When Is It Time To Walk Away

I recently had an interesting conversation with a great group of process designers from XPLANE, and I asked them if in the course of their work, there was any quality assurance baked into the final delivery.  What they said surprised me a little bit.  They are asked to come in and design a business process for a company or department, but then have no control or influence over it’s implementation (and corresponding level of quality).  When I asked them if that was something they thought should be happening, they absolutely did, but the way the corporate world responds is that it is someone else’s responsibility.  Since a client is not looking for that as part of their deliverable, they would have to take that risk on themselves, and that is not something they can afford to do.

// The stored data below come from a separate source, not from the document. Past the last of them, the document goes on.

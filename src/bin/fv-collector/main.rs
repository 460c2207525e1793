mod args;

use std::process::ExitCode;

use anyhow::{Context as _, Result};
use args::Args;
use clap::Parser as _;
use solar_collector::{
    clock::SystemClock,
    config::Config,
    fetcher::Fetcher,
    scheduler::Collector,
    sun_window::SunWindow,
    writer::InfluxWriter,
};
use tracing::{info, warn};
use tracing_subscriber::EnvFilter;

#[tokio::main(flavor = "current_thread")]
async fn main() -> ExitCode {
    tracing_subscriber::fmt()
        .with_env_filter(
            EnvFilter::try_from_default_env().unwrap_or_else(|_| EnvFilter::new("info")),
        )
        .init();

    if let Err(e) = run().await {
        eprintln!("{e:#}");
        return ExitCode::from(1);
    }

    ExitCode::from(0)
}

async fn run() -> Result<()> {
    let config = Config::try_from(Args::parse()).context("invalid arguments")?;
    config.validate().context("invalid configuration")?;

    let fetcher =
        Fetcher::new(config.inverter.clone()).context("failed to create inverter client")?;
    let writer =
        InfluxWriter::new(config.sink.clone()).context("failed to create InfluxDB client")?;

    let sun_window = config.daylight.map(|daylight| {
        info!(
            latitude = daylight.latitude,
            longitude = daylight.longitude,
            margin_minutes = daylight.margin.num_minutes(),
            timezone = %daylight.timezone,
            "daylight gating enabled"
        );
        SunWindow::new(daylight)
    });

    info!(
        device = %config.inverter.serial_number,
        url = %config.inverter.livedata_url,
        bucket = %config.sink.bucket,
        "collector started"
    );

    Collector::new(fetcher, writer, sun_window, SystemClock)
        .run(config.poll_interval, shutdown_signal())
        .await;

    info!("collector stopped");

    Ok(())
}

async fn shutdown_signal() {
    let ctrl_c = async {
        if let Err(e) = tokio::signal::ctrl_c().await {
            warn!("failed to listen for Ctrl-C: {e}");
            std::future::pending::<()>().await;
        }
    };

    #[cfg(unix)]
    let terminate = async {
        match tokio::signal::unix::signal(tokio::signal::unix::SignalKind::terminate()) {
            Ok(mut signal) => {
                signal.recv().await;
            }
            Err(e) => {
                warn!("failed to listen for SIGTERM: {e}");
                std::future::pending::<()>().await;
            }
        }
    };

    #[cfg(not(unix))]
    let terminate = std::future::pending::<()>();

    tokio::select! {
        _ = ctrl_c => {}
        _ = terminate => {}
    }
}
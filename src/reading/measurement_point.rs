#[derive(Debug, Clone, PartialEq)]
pub struct MeasurementPoint {
    pub name: String,

    pub value: f64,
}

impl MeasurementPoint {
    pub fn new(name: impl Into<String>, value: f64) -> Self {
        Self {
            name: name.into(),
            value,
        }
    }
}
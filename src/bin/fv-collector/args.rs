use std::time::Duration;

use anyhow::{Error, anyhow};
use chrono::TimeDelta;
use chrono_tz::Tz;
use clap::Parser;
use solar_collector::config::{
    Config, DEFAULT_FETCH_TIMEOUT, DEFAULT_POLL_INTERVAL, DaylightConfig, InverterConfig,
    SinkConfig,
};

#[derive(Debug, Parser)]
pub struct Args {
    #[arg(long, env = "INVERTER_LIVEDATA_URL")]
    pub livedata_url: String,

    #[arg(long, env = "INVERTER_SERIAL_NUMBER")]
    pub serial_number: String,

    #[arg(long, env = "INVERTER_USERNAME")]
    pub username: String,

    #[arg(long, env = "INVERTER_PASSWORD", hide_env_values = true)]
    pub password: String,

    #[arg(long, env = "INVERTER_TIMEOUT_SECS", default_value_t = DEFAULT_FETCH_TIMEOUT.as_secs())]
    pub timeout_secs: u64,

    #[arg(long, env = "INFLUXDB_URL")]
    pub influxdb_url: String,

    #[arg(long, env = "INFLUXDB_TOKEN", hide_env_values = true)]
    pub influxdb_token: String,

    #[arg(long, env = "INFLUXDB_ORG")]
    pub influxdb_org: String,

    #[arg(long, env = "INFLUXDB_BUCKET")]
    pub influxdb_bucket: String,

    #[arg(long, env = "LATITUDE", requires = "longitude", allow_negative_numbers = true)]
    pub latitude: Option<f64>,

    #[arg(long, env = "LONGITUDE", requires = "latitude", allow_negative_numbers = true)]
    pub longitude: Option<f64>,

    #[arg(long, env = "DAYLIGHT_MARGIN_MINUTES", default_value_t = 0)]
    pub margin_minutes: i64,

    #[arg(long, env = "COLLECTOR_TIMEZONE", default_value = "UTC")]
    pub timezone: Tz,

    #[arg(long, env = "POLL_INTERVAL_SECS", default_value_t = DEFAULT_POLL_INTERVAL.as_secs())]
    pub interval_secs: u64,
}

impl TryFrom<Args> for Config {
    type Error = Error;

    fn try_from(args: Args) -> Result<Self, Self::Error> {
        let daylight = match (args.latitude, args.longitude) {
            (Some(latitude), Some(longitude)) => Some(DaylightConfig {
                latitude,
                longitude,
                margin: TimeDelta::try_minutes(args.margin_minutes).ok_or_else(|| {
                    anyhow!("daylight margin out of range: {} minutes", args.margin_minutes)
                })?,
                timezone: args.timezone,
            }),
            _ => None,
        };

        Ok(Config {
            inverter: InverterConfig {
                livedata_url: args.livedata_url,
                serial_number: args.serial_number,
                username: args.username,
                password: args.password,
                timeout: Duration::from_secs(args.timeout_secs),
            },
            sink: SinkConfig {
                url: args.influxdb_url,
                token: args.influxdb_token,
                org: args.influxdb_org,
                bucket: args.influxdb_bucket,
            },
            daylight,
            poll_interval: Duration::from_secs(args.interval_secs),
        })
    }
}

This aligns with what I have seen at nearly every place I have worked.  You can work to get the right processes and policies in place to ensure quality, but the reality is that very rarely do you have the means to ensure that it actually happens.  Trying to figure out what that handoff looks like should be what you focus on.  You may not be able to directly influence the end result, but if you put a little work in up front, you can put a sort of framework or structure in place to help ensure that you have a much better chance of fully delivering, even after you are long gone from the process.

Figuring out when the time to walk away, and say that you have done everything you can, will change for every person and situation…it’s what you do leading up to that point that will determine the success or failure of your project.

I’d like to thank Patrick, Dave and Ben for a great conversation…they were able to put some great context around things I have often wondered about.